Zum Glück gibts die bunten Muster der Unterführung. Sie stammen von alten Vorhängen, die Abu Hageb in Brockenhäusern kauft und als Schablonen weiterverwendet. So entstehen Überlagerungen und Regelmässigkeiten, die sich wie eine textile Membran um die Mauern legen. Vorhänge sind ein bekanntes Motiv in der Kunstgeschichte: Sie generieren Raum im Bildraum und thematisieren den Betrachter, der durch ein beiseite geschobenes Stück Stoff direkt eingeladen wird, am Dargestellten teilzunehmen. Die Venus von Urbino oder Gabrielle d’Estrées und eine ihrer Schwestern zeigen sich vor und hinter Vorhängen und deuten auf ein Geheimnis hin, das es zu entlocken gilt. Ob die Bunterführung auch ihr Geheimnis hat? Da macht man sich am besten gleich selbst vor Ort ein Bild.
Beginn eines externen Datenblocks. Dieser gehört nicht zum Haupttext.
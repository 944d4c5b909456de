use thiserror::Error;

use crate::model::SourceSystem;

/// Fatal detection / mapping failures.
///
/// Every variant is reported to the caller as a value; none of them
/// panic or get swallowed inside the engine.
#[derive(Debug, Clone, PartialEq, Eq, Error)]
pub enum NormalizeError {
    /// No top-level data at all (null, `{}`, `[]`, blank text, empty table).
    #[error("no data provided")]
    EmptyInput,

    /// No detection clause matched.
    #[error("unknown format: {reason}. Accepted formats: {}", SourceSystem::accepted_list())]
    UnknownFormat { reason: String },

    /// A clause matched but required nested structure is missing.
    #[error("invalid {format} data: {message}")]
    InvalidFormat { format: SourceSystem, message: String },

    /// CSV lacks a column resolving to a required canonical field.
    #[error("CSV is missing required columns: {}", .0.join(", "))]
    MissingColumns(Vec<String>),

    /// CSV header names still collide after suffixing.
    #[error("duplicate columns found: {}", .0.join(", "))]
    DuplicateColumns(Vec<String>),
}

impl NormalizeError {
    /// Source format the failure belongs to, when one was identified.
    pub fn format(&self) -> Option<SourceSystem> {
        match self {
            Self::InvalidFormat { format, .. } => Some(*format),
            Self::MissingColumns(_) | Self::DuplicateColumns(_) => Some(SourceSystem::Csv),
            Self::EmptyInput | Self::UnknownFormat { .. } => None,
        }
    }

    /// Stable machine-readable tag for the failure kind.
    pub fn kind(&self) -> &'static str {
        match self {
            Self::EmptyInput => "empty_input",
            Self::UnknownFormat { .. } => "unknown_format",
            Self::InvalidFormat { .. } => "invalid_format",
            Self::MissingColumns(_) => "missing_columns",
            Self::DuplicateColumns(_) => "duplicate_columns",
        }
    }

    pub(crate) fn invalid(format: SourceSystem, message: impl Into<String>) -> Self {
        Self::InvalidFormat { format, message: message.into() }
    }
}
//! Reading manifests from files or stdin, and the `normalize` command.

use std::io::{self, Read, Write};
use std::path::{Path, PathBuf};

use chrono::Local;
use serde::Serialize;
use slipgen_config::Settings;
use slipgen_engine::{
    normalize, CanonicalRecord, DroppedRecord, Normalized, NormalizeOptions, SortOrder,
    SourceSystem,
};
use slipgen_io::{load_bytes, write_records_csv, Loaded};

use crate::exit_codes::EXIT_NO_RECORDS;
use crate::CliError;

/// Path argument meaning "read stdin".
pub const STDIN_MARKER: &str = "-";

pub fn is_stdin(path: &Path) -> bool {
    path.as_os_str() == STDIN_MARKER
}

/// Human label for an input path.
pub fn input_label(path: &Path) -> String {
    if is_stdin(path) {
        "stdin".to_string()
    } else {
        path.display().to_string()
    }
}

/// Read and parse an input file (or stdin for `-`).
pub fn load_input(path: &Path) -> Result<Loaded, CliError> {
    let label = input_label(path);
    let bytes = if is_stdin(path) {
        let mut buf = Vec::new();
        io::stdin()
            .read_to_end(&mut buf)
            .map_err(|e| CliError::io(format!("cannot read stdin: {e}")))?;
        buf
    } else {
        std::fs::read(path).map_err(|e| CliError::io(format!("cannot read {label}: {e}")))?
    };
    let hint_path = (!is_stdin(path)).then_some(path);
    load_bytes(hint_path, &bytes).map_err(|e| CliError::from_io(&e, &label))
}

/// Normalize parsed input with today's date and the requested ordering.
pub fn normalize_loaded(
    loaded: &Loaded,
    format: Option<SourceSystem>,
    sort: bool,
) -> Result<Normalized, CliError> {
    let order = if sort { SortOrder::TypeThenName } else { SortOrder::Original };
    let options = NormalizeOptions::new(Local::now().date_naive())
        .with_format(format)
        .with_csv_order(order);
    normalize(loaded.as_input(), &options).map_err(|e| CliError::normalize(&e))
}

/// Fail when nothing survived normalization.
pub fn require_records(normalized: &Normalized, label: &str) -> Result<(), CliError> {
    if normalized.is_empty() {
        let mut err = CliError {
            code: EXIT_NO_RECORDS,
            message: format!("no records found in {label} ({} data)", normalized.source),
            hint: None,
        };
        if !normalized.dropped.is_empty() {
            err = err.with_hint(format!(
                "{} item(s) were dropped for missing product name or barcode",
                normalized.dropped.len()
            ));
        }
        return Err(err);
    }
    Ok(())
}

/// Open `out` (or stdout) for writing.
pub fn open_output(out: Option<&Path>) -> Result<Box<dyn Write>, CliError> {
    match out {
        Some(path) => {
            let f = std::fs::File::create(path)
                .map_err(|e| CliError::io(format!("cannot create {}: {}", path.display(), e)))?;
            Ok(Box::new(io::BufWriter::new(f)))
        }
        None => Ok(Box::new(io::BufWriter::new(io::stdout().lock()))),
    }
}

pub fn output_label(out: Option<&Path>) -> String {
    out.map(|p| p.display().to_string())
        .unwrap_or_else(|| "stdout".to_string())
}

/// Write records as canonical CSV to `out` or stdout.
pub fn write_csv(records: &[CanonicalRecord], out: Option<&Path>) -> Result<String, CliError> {
    let label = output_label(out);
    let writer = open_output(out)?;
    write_records_csv(records, writer).map_err(|e| CliError::from_io(&e, &label))?;
    Ok(label)
}

#[derive(Serialize)]
struct NormalizedJson<'a> {
    source: SourceSystem,
    records: &'a [CanonicalRecord],
    dropped: &'a [DroppedRecord],
}

// ============================================================================
// normalize
// ============================================================================

pub fn cmd_normalize(
    config: Option<PathBuf>,
    input: PathBuf,
    format: Option<SourceSystem>,
    out: Option<PathBuf>,
    json: bool,
    no_sort: bool,
    quiet: bool,
) -> Result<(), CliError> {
    let settings = load_settings(config.as_deref());
    let label = input_label(&input);
    let loaded = load_input(&input)?;
    let normalized = normalize_loaded(&loaded, format, settings.sort && !no_sort)?;

    let out_label = if json {
        let body = NormalizedJson {
            source: normalized.source,
            records: &normalized.records,
            dropped: &normalized.dropped,
        };
        let mut writer = open_output(out.as_deref())?;
        serde_json::to_writer_pretty(&mut writer, &body)
            .map_err(|e| CliError::io(format!("JSON write error: {e}")))?;
        writeln!(writer).map_err(|e| CliError::io(format!("JSON write error: {e}")))?;
        writer.flush().map_err(|e| CliError::io(format!("JSON flush error: {e}")))?;
        output_label(out.as_deref())
    } else {
        require_records(&normalized, &label)?;
        write_csv(&normalized.records, out.as_deref())?
    };

    if !quiet {
        eprintln!(
            "{}: {} {} record(s) -> {}{}",
            label,
            normalized.records.len(),
            normalized.source,
            out_label,
            dropped_note(&normalized),
        );
    }
    Ok(())
}

pub fn dropped_note(normalized: &Normalized) -> String {
    match normalized.dropped.len() {
        0 => String::new(),
        n => format!(" ({n} dropped)"),
    }
}

/// Settings from `config` or the default location.
pub fn load_settings(config: Option<&Path>) -> Settings {
    match config {
        Some(path) => Settings::load_from(path),
        None => Settings::load(),
    }
}

/// Path the settings are saved back to.
pub fn settings_path(config: Option<&Path>) -> PathBuf {
    config
        .map(Path::to_path_buf)
        .unwrap_or_else(Settings::config_path)
}

/// Persist history changes; failure only costs the history entry.
pub fn remember(settings: &Settings, config: Option<&Path>) {
    if let Err(e) = settings.save_to(&settings_path(config)) {
        log::warn!("could not save settings: {e}");
    }
}
//! Single entry point: raw input shape in, canonical table out.

use chrono::NaiveDate;
use serde_json::Value;

use crate::dialect::{classify_object, is_empty_value, map_object, type_name};
use crate::error::NormalizeError;
use crate::model::{Normalized, SourceSystem};
use crate::select::SortOrder;
use crate::tabular::{normalize_table, Table};

/// Already-decoded input handed over by the host.
#[derive(Debug, Clone, Copy)]
pub enum Input<'a> {
    Json(&'a Value),
    Table(&'a Table),
}

/// Everything normalization needs from the outside world.
#[derive(Debug, Clone, PartialEq, Eq)]
pub struct NormalizeOptions {
    /// Skip detection and use this format. `None` detects.
    pub format: Option<SourceSystem>,
    /// Date injected for CSV tables without an accepted-date column.
    pub today: NaiveDate,
    /// Row order for CSV tables. JSON dialects keep document order.
    pub csv_order: SortOrder,
}

impl NormalizeOptions {
    pub fn new(today: NaiveDate) -> Self {
        Self { format: None, today, csv_order: SortOrder::default() }
    }

    pub fn with_format(mut self, format: Option<SourceSystem>) -> Self {
        self.format = format;
        self
    }

    pub fn with_csv_order(mut self, order: SortOrder) -> Self {
        self.csv_order = order;
        self
    }
}

/// Identify the source format of `input` without mapping it.
pub fn detect(input: Input<'_>) -> Result<SourceSystem, NormalizeError> {
    match input {
        Input::Table(table) => {
            if table.is_empty() {
                Err(NormalizeError::EmptyInput)
            } else {
                Ok(SourceSystem::Csv)
            }
        }
        Input::Json(value) => {
            if is_empty_value(value) {
                return Err(NormalizeError::EmptyInput);
            }
            let obj = value.as_object().ok_or_else(|| NormalizeError::UnknownFormat {
                reason: format!("top-level JSON value is {}, expected an object", type_name(value)),
            })?;
            classify_object(obj).ok_or_else(|| NormalizeError::UnknownFormat {
                reason: "no recognized top-level keys".into(),
            })
        }
    }
}

/// Detect (or take the forced format) and map `input` onto canonical
/// records.
pub fn normalize(input: Input<'_>, options: &NormalizeOptions) -> Result<Normalized, NormalizeError> {
    let source = match options.format {
        Some(forced) => check_forced(input, forced)?,
        None => detect(input)?,
    };
    log::info!("normalizing input as {source}");

    let normalized = match input {
        Input::Table(table) => normalize_table(table, options.today, options.csv_order)?,
        Input::Json(value) => {
            let obj = value.as_object().ok_or_else(|| {
                NormalizeError::invalid(
                    source,
                    format!("top-level JSON value is {}, expected an object", type_name(value)),
                )
            })?;
            Normalized::from_candidates(source, map_object(source, obj)?)
        }
    };

    if !normalized.dropped.is_empty() {
        log::warn!(
            "{} {} item(s) dropped for missing product name or barcode",
            normalized.dropped.len(),
            source,
        );
    }
    Ok(normalized)
}

pub fn normalize_json(value: &Value, options: &NormalizeOptions) -> Result<Normalized, NormalizeError> {
    normalize(Input::Json(value), options)
}

/// A forced format must still agree with the kind of input it is given.
fn check_forced(input: Input<'_>, forced: SourceSystem) -> Result<SourceSystem, NormalizeError> {
    match (input, forced) {
        (Input::Table(table), SourceSystem::Csv) => {
            if table.is_empty() {
                Err(NormalizeError::EmptyInput)
            } else {
                Ok(forced)
            }
        }
        (Input::Table(_), _) => Err(NormalizeError::UnknownFormat {
            reason: format!("{forced} requires JSON input, got a CSV table"),
        }),
        (Input::Json(_), SourceSystem::Csv) => Err(NormalizeError::UnknownFormat {
            reason: "CSV requires tabular input, got JSON".into(),
        }),
        (Input::Json(value), _) => {
            if is_empty_value(value) {
                Err(NormalizeError::EmptyInput)
            } else {
                Ok(forced)
            }
        }
    }
}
In einer Stadt, wo Graffiti manchen Menschen ein Dorn im Auge ist und die Grenzen zwischen Schmiererei und Kunstwerk amtlich geklärt werden wollen, ist die Bunterführung eine Augenweide, ein angenehmes Zeugnis davon, dass Kompromisse möglich sind. Und erst noch gut aussehen.